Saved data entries
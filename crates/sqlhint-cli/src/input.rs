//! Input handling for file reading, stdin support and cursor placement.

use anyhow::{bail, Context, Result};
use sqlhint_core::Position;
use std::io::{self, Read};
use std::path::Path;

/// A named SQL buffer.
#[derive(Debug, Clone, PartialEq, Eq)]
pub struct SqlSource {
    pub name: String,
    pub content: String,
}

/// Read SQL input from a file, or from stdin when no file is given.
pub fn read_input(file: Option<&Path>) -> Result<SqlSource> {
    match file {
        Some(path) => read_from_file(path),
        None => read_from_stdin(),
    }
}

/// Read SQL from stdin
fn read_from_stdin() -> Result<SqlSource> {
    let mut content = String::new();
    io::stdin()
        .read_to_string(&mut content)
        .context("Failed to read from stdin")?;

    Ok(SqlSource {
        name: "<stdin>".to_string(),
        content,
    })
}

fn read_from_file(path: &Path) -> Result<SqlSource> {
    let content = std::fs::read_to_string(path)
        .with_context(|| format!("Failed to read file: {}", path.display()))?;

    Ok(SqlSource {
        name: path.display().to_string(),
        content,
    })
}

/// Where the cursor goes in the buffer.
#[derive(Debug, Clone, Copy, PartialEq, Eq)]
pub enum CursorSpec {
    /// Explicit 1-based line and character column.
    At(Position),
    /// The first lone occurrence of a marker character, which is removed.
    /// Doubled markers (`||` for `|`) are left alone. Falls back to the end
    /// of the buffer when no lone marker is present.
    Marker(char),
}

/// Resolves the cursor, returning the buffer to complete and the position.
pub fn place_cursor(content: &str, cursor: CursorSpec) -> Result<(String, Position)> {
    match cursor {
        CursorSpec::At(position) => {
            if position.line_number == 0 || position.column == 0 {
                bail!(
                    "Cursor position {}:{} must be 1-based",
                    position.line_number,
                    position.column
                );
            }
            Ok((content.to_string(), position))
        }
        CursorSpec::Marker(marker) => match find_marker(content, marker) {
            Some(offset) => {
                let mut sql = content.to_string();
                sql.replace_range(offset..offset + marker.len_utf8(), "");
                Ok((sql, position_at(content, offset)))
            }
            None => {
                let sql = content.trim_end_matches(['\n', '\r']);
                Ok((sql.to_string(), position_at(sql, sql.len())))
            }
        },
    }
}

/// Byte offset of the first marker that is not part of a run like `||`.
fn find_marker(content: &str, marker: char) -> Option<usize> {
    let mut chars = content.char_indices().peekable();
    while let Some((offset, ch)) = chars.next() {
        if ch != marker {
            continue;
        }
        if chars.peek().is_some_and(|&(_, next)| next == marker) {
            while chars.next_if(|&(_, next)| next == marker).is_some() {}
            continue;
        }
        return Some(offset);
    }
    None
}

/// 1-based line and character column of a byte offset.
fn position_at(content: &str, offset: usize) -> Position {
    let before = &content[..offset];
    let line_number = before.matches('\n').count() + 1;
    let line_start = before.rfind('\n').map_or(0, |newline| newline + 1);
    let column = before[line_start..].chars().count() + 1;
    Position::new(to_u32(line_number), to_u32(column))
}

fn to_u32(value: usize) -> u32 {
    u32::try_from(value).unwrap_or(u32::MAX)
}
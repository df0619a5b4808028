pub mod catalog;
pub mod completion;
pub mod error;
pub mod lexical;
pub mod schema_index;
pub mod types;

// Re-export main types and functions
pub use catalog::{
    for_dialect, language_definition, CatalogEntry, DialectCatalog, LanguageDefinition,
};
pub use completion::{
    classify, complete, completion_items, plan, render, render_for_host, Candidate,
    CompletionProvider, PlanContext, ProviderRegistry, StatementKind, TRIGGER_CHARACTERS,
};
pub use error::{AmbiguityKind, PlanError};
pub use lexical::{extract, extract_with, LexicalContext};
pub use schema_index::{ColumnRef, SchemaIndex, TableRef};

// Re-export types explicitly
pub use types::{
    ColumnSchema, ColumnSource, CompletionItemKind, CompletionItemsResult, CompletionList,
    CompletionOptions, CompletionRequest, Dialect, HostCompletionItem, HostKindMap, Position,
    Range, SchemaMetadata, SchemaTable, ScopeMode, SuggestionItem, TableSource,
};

--

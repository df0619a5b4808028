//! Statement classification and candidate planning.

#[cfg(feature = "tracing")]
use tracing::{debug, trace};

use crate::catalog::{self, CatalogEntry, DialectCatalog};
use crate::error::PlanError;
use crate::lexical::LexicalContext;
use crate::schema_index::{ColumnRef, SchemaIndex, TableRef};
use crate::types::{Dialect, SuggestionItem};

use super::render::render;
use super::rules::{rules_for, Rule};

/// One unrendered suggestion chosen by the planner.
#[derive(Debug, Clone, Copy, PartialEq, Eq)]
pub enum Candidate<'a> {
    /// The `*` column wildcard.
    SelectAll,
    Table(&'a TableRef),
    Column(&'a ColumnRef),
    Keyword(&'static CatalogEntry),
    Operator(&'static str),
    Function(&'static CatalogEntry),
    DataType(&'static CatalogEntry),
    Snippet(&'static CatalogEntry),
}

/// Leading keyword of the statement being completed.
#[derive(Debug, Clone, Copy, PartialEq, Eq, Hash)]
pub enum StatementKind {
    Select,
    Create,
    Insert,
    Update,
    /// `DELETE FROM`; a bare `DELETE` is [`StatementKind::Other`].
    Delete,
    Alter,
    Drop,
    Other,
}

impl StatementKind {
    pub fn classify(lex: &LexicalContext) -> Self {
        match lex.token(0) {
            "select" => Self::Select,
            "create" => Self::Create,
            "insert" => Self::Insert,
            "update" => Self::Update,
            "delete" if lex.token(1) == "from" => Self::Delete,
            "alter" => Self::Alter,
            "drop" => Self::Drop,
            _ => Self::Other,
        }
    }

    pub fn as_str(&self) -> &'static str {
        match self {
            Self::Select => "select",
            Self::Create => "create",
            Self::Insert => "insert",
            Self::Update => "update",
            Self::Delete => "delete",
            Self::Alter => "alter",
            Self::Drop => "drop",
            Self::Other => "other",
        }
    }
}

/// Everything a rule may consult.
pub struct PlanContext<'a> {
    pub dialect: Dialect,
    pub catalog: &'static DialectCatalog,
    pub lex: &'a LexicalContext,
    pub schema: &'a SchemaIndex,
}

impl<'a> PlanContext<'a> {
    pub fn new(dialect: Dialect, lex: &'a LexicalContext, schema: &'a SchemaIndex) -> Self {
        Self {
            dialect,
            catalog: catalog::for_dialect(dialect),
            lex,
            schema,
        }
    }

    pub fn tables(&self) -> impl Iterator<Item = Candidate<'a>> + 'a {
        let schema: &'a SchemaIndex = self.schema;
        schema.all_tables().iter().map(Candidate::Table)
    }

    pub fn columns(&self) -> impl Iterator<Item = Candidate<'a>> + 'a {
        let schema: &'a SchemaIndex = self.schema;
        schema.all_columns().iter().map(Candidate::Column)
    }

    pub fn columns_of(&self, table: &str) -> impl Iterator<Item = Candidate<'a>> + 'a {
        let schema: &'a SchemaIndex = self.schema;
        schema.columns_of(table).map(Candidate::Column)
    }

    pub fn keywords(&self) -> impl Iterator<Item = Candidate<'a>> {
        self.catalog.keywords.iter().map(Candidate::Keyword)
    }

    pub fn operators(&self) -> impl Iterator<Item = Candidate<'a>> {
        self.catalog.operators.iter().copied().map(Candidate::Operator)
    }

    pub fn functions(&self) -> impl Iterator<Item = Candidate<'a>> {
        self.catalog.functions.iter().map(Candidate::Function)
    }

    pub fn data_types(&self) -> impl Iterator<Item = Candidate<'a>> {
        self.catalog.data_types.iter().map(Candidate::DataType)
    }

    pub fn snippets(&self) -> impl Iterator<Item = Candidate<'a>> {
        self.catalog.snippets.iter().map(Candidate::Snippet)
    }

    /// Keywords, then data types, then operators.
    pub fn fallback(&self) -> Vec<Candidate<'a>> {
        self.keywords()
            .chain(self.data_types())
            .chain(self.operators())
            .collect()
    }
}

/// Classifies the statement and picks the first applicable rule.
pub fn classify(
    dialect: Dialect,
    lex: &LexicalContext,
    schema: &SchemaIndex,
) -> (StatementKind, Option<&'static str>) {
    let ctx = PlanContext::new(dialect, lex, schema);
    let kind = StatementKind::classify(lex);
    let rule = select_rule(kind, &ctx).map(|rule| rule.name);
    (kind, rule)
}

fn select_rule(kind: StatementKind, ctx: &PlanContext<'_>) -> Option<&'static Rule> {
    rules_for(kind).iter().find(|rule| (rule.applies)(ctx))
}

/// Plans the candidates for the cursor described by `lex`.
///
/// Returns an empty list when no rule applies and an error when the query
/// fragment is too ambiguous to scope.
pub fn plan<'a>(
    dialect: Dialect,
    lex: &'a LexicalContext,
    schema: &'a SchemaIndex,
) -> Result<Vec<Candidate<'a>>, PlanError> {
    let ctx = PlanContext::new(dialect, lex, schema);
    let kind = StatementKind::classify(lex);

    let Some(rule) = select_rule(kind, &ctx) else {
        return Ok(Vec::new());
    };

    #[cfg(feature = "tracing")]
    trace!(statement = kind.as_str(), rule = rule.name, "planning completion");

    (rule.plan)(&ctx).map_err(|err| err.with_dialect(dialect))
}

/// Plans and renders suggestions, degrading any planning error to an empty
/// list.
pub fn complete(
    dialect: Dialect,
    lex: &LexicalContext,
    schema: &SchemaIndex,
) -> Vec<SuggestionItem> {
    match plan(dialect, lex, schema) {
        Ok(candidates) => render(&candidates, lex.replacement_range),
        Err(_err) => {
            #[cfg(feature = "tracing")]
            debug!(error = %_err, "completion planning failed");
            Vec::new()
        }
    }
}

What you will do
All lines above between those holding "filename crates/sqlhint-cli/src/input.rs" and "fn read_from_file(path: &Path)", inclusive, must be set down unchanged, and no other line may be included.

Answer section
filename crates/sqlhint-cli/src/input.rs
//! Input handling for file reading, stdin support and cursor placement.

use anyhow::{bail, Context, Result};
use sqlhint_core::Position;
use std::io::{self, Read};
use std::path::Path;

/// A named SQL buffer.
#[derive(Debug, Clone, PartialEq, Eq)]
pub struct SqlSource {
    pub name: String,
    pub content: String,
}

/// Read SQL input from a file, or from stdin when no file is given.
pub fn read_input(file: Option<&Path>) -> Result<SqlSource> {
    match file {
        Some(path) => read_from_file(path),
        None => read_from_stdin(),
    }
}

/// Read SQL from stdin
fn read_from_stdin() -> Result<SqlSource> {
    let mut content = String::new();
    io::stdin()
        .read_to_string(&mut content)
        .context("Failed to read from stdin")?;

    Ok(SqlSource {
        name: "<stdin>".to_string(),
        content,
    })
}

fn read_from_file(path: &Path) -> Result<SqlSource> {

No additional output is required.